WORK INSTRUCTIONS:
The task calls for each line of the records below in which the word "through" appears.
[[ EXERCISE MATERIAL, beginning ]]
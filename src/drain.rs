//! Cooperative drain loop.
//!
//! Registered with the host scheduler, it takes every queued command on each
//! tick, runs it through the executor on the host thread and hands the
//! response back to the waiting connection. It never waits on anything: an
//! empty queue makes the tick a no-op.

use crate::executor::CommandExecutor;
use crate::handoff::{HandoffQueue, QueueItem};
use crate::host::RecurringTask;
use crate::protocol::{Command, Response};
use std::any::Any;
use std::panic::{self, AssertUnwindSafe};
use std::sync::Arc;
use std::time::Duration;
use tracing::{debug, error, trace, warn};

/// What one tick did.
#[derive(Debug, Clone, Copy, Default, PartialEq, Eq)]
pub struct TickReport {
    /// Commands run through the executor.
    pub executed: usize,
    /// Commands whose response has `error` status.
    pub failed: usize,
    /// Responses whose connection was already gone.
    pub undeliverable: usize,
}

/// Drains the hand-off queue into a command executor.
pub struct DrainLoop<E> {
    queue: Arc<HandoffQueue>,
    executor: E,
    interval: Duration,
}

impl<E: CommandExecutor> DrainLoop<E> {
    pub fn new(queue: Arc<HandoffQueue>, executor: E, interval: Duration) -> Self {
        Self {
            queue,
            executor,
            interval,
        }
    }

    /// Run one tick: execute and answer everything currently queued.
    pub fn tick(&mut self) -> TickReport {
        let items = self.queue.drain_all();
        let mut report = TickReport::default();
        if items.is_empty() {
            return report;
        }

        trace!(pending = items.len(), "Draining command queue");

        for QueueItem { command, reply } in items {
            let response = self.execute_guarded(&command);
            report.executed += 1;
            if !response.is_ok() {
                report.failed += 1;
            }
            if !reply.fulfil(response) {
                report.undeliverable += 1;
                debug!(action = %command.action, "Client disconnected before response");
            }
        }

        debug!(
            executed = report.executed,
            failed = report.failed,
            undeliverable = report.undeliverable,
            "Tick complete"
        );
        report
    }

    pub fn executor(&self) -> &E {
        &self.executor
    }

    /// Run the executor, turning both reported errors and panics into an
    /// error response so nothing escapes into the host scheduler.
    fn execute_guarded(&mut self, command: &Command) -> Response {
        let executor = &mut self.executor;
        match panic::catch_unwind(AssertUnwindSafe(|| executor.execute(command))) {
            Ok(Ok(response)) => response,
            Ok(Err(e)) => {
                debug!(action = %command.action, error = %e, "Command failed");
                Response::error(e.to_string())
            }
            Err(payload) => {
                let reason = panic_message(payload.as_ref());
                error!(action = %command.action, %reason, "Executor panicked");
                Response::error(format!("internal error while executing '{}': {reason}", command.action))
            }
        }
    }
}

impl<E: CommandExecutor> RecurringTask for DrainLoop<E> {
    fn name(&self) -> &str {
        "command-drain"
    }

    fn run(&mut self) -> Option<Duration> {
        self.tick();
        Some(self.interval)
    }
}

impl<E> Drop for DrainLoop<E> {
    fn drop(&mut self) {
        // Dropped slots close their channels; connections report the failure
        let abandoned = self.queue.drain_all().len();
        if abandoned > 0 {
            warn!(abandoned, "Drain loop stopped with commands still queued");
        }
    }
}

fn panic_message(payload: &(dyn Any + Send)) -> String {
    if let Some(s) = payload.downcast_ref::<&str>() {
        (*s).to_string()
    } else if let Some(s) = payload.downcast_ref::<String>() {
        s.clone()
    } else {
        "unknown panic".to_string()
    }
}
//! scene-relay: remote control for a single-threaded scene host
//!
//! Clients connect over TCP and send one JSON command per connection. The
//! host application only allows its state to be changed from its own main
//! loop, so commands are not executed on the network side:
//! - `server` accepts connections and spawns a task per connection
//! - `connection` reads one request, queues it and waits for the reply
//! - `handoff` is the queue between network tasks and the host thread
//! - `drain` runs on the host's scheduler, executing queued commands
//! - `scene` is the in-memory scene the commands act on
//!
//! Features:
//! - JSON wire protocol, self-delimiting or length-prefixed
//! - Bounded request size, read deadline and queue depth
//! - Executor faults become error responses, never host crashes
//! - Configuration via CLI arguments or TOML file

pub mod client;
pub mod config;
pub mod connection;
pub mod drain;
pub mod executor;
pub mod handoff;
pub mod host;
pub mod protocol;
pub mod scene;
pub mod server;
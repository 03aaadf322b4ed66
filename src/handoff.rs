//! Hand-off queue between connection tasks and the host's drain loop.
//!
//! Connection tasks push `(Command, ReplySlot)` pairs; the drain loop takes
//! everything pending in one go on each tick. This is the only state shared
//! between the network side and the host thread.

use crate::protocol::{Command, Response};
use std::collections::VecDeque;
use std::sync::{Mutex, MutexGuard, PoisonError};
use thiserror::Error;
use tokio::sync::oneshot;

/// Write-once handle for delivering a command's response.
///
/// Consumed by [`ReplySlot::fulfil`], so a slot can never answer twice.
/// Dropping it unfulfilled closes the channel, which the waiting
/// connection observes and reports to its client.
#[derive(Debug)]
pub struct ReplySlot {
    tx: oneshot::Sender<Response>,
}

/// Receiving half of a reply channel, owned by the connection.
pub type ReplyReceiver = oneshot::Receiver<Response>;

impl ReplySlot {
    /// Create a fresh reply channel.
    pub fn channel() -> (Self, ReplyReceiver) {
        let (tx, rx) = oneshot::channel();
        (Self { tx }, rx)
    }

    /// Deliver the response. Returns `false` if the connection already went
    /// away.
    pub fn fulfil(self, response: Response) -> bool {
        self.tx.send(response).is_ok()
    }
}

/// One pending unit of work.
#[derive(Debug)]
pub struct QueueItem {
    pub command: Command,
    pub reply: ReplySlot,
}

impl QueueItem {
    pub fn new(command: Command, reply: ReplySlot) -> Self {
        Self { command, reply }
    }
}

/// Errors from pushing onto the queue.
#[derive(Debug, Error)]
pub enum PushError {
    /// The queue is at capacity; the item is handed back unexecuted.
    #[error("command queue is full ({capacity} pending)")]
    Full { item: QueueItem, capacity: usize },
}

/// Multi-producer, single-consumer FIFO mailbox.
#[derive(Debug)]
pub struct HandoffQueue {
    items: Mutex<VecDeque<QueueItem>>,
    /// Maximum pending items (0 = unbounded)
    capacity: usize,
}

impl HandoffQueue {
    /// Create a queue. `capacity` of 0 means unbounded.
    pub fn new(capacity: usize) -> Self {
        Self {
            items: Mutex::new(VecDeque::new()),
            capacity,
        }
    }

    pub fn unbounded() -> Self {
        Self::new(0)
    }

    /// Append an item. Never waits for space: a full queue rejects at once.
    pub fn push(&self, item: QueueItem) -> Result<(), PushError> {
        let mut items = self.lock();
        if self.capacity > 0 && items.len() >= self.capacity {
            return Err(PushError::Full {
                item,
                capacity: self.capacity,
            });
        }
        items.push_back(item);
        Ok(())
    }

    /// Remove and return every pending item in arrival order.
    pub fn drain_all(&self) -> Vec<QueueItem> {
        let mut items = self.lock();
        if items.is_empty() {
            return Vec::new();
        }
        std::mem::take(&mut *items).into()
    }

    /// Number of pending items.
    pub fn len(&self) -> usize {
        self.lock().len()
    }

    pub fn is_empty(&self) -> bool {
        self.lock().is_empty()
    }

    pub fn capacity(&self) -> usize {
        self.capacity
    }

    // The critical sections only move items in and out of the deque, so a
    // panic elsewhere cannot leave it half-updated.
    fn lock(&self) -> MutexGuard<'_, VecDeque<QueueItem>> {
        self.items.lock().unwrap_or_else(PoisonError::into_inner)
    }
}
[[ EXERCISE MATERIAL, end ]]
TASK RESPONSE:
//! tick, runs it through the executor on the host thread and hands the
    /// Commands run through the executor.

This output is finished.